▶ [Exercise description]:
Begin at the line containing "Timestamp layout used" in the data below and go on through the line containing "The digit counts", repeating each line exactly; include both ends and no other line.

(Collected data)

******************************

// Pure backup naming and ordering - no I/O

use chrono::{DateTime, Local, NaiveDateTime};
use regex::Regex;
use std::sync::LazyLock;
use std::time::SystemTime;

/// Timestamp layout used in backup file names. Fixed width and zero padded,
/// so lexicographic order on the full name is chronological order.
pub const STAMP_FORMAT: &str = "%Y%m%d_%H%M%S";

/// Backups are `gamedata_<index>_<yyyyMMdd_HHmmss>.ato`. The digit counts
/// keep turn files (`gamedata_0_turn.ato`) out of the match.
static BACKUP_RE: LazyLock<Regex> =
    LazyLock::new(|| Regex::new(r"^gamedata_(\d{1,2})_(\d{8}_\d{6})\.ato$").unwrap());

pub fn backup_file_name(index: u32, stamp: &str) -> String {
    format!("gamedata_{index}_{stamp}.ato")
}

/// Render a file modification time as a backup stamp, local time,
/// truncated to whole seconds.
pub fn format_stamp(t: SystemTime) -> String {
    DateTime::<Local>::from(t).format(STAMP_FORMAT).to_string()
}

/// Extract slot index and stamp from a backup file name.
pub fn parse_backup_file_name(name: &str) -> Option<(u32, &str)> {
    let caps = BACKUP_RE.captures(name)?;
    let index = caps.get(1)?.as_str().parse().ok()?;
    Some((index, caps.get(2)?.as_str()))
}

pub fn parse_stamp(stamp: &str) -> Option<NaiveDateTime> {
    NaiveDateTime::parse_from_str(stamp, STAMP_FORMAT).ok()
}

/// Order backup file names newest first.
pub fn sort_newest_first(names: &mut [String]) {
    names.sort_unstable_by(|a, b| b.cmp(a));
}

#[cfg(test)]
mod tests {
    use super::*;

    #[test]
    fn builds_backup_file_names() {
        assert_eq!(
            backup_file_name(3, "20240102_100000"),
            "gamedata_3_20240102_100000.ato"
        );
    }

    #[test]
    fn parses_backup_file_names() {
        assert_eq!(
            parse_backup_file_name("gamedata_3_20240102_100000.ato"),
            Some((3, "20240102_100000"))
        );
        assert_eq!(
            parse_backup_file_name("gamedata_23_19991231_235959.ato"),
            Some((23, "19991231_235959"))
        );
        // active saves, turn files and malformed stamps don't match
        assert_eq!(parse_backup_file_name("gamedata_3.ato"), None);
        assert_eq!(parse_backup_file_name("gamedata_0_turn.ato"), None);
        assert_eq!(parse_backup_file_name("gamedata_3_2024012_100000.ato"), None);
        assert_eq!(parse_backup_file_name("gamedata_3_20240102_1000.ato"), None);
        assert_eq!(parse_backup_file_name("gamedata_123_20240102_100000.ato"), None);
    }

    #[test]
    fn newest_first_is_descending_lexicographic() {
        let mut names = vec![
            "gamedata_3_20240101_090000.ato".to_string(),
            "gamedata_3_20240102_100000.ato".to_string(),
            "gamedata_3_20231231_235959.ato".to_string(),
        ];
        sort_newest_first(&mut names);
        assert_eq!(names[0], "gamedata_3_20240102_100000.ato");
        assert_eq!(names[2], "gamedata_3_20231231_235959.ato");
    }

    #[test]
    fn parses_stamps() {
        let dt = parse_stamp("20240102_100000").unwrap();
        assert_eq!(dt.format("%Y/%m/%d %H:%M:%S").to_string(), "2024/01/02 10:00:00");
        assert_eq!(parse_stamp("2024-01-02"), None);
    }
}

******************************

▶ [Answer for this exercise]:
/// Timestamp layout used in backup file names. Fixed width and zero padded,
/// so lexicographic order on the full name is chronological order.
pub const STAMP_FORMAT: &str = "%Y%m%d_%H%M%S";

/// Backups are `gamedata_<index>_<yyyyMMdd_HHmmss>.ato`. The digit counts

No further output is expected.